The problem: Check every line of the data below for the word "scheduler". Copy the ones that have it.

Provided data:
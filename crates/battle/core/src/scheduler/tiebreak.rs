//! Shuffled-stack tie-break for simultaneously ready combatants.

use tracing::trace;

use crate::combatant::CombatantId;
use crate::rng::RollSource;

/// Pre-shuffled stack of combatants used to resolve ties.
///
/// Picking pops entries until one of the tied combatants surfaces; popped
/// entries stay excluded until the stack runs dry and is reshuffled, so no
/// combatant wins twice within one cycle.
#[derive(Clone, Debug, Default, PartialEq, Eq)]
pub struct TieBreakStack {
    members: Vec<CombatantId>,
    /// Top of the stack is the last element.
    stack: Vec<CombatantId>,
}

impl TieBreakStack {
    /// Builds a shuffled stack over `members`.
    pub fn new<R: RollSource>(members: impl IntoIterator<Item = CombatantId>, rng: &mut R) -> Self {
        let mut ties = Self {
            members: members.into_iter().collect(),
            stack: Vec::new(),
        };
        ties.reshuffle(rng);
        ties
    }

    /// Builds a stack that pops in exactly `order`, first element first.
    pub fn with_order(order: impl IntoIterator<Item = CombatantId>) -> Self {
        let members: Vec<_> = order.into_iter().collect();
        let stack = members.iter().rev().copied().collect();
        Self { members, stack }
    }

    /// Entries left before the next reshuffle, next pick first.
    pub fn remaining(&self) -> impl Iterator<Item = CombatantId> + '_ {
        self.stack.iter().rev().copied()
    }

    /// Removes a combatant from the stack for good.
    pub fn retire(&mut self, id: CombatantId) {
        self.members.retain(|&m| m != id);
        self.stack.retain(|&m| m != id);
    }

    /// Picks the winner among `tied`.
    ///
    /// Returns `None` only when `tied` is empty. A tied combatant that is not
    /// a member of the stack still wins once a full fresh cycle has passed
    /// without finding anyone else.
    pub fn pick<R: RollSource>(&mut self, tied: &[CombatantId], rng: &mut R) -> Option<CombatantId> {
        let first = *tied.first()?;
        if tied.len() == 1 {
            return Some(first);
        }

        let mut refills = 0;
        loop {
            match self.stack.pop() {
                Some(candidate) if tied.contains(&candidate) => {
                    trace!(target: "battle::scheduler", winner = %candidate, tied = tied.len(), "tie broken");
                    return Some(candidate);
                }
                Some(_) => {}
                None if refills < 2 && !self.members.is_empty() => {
                    self.reshuffle(rng);
                    refills += 1;
                }
                None => return Some(first),
            }
        }
    }

    fn reshuffle<R: RollSource>(&mut self, rng: &mut R) {
        self.stack.clone_from(&self.members);
        rng.shuffle(&mut self.stack);
    }
}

Solution to this exercise:
filename crates/battle/core/src/scheduler/tiebreak.rs
                    trace!(target: "battle::scheduler", winner = %candidate, tied = tied.len(), "tie broken");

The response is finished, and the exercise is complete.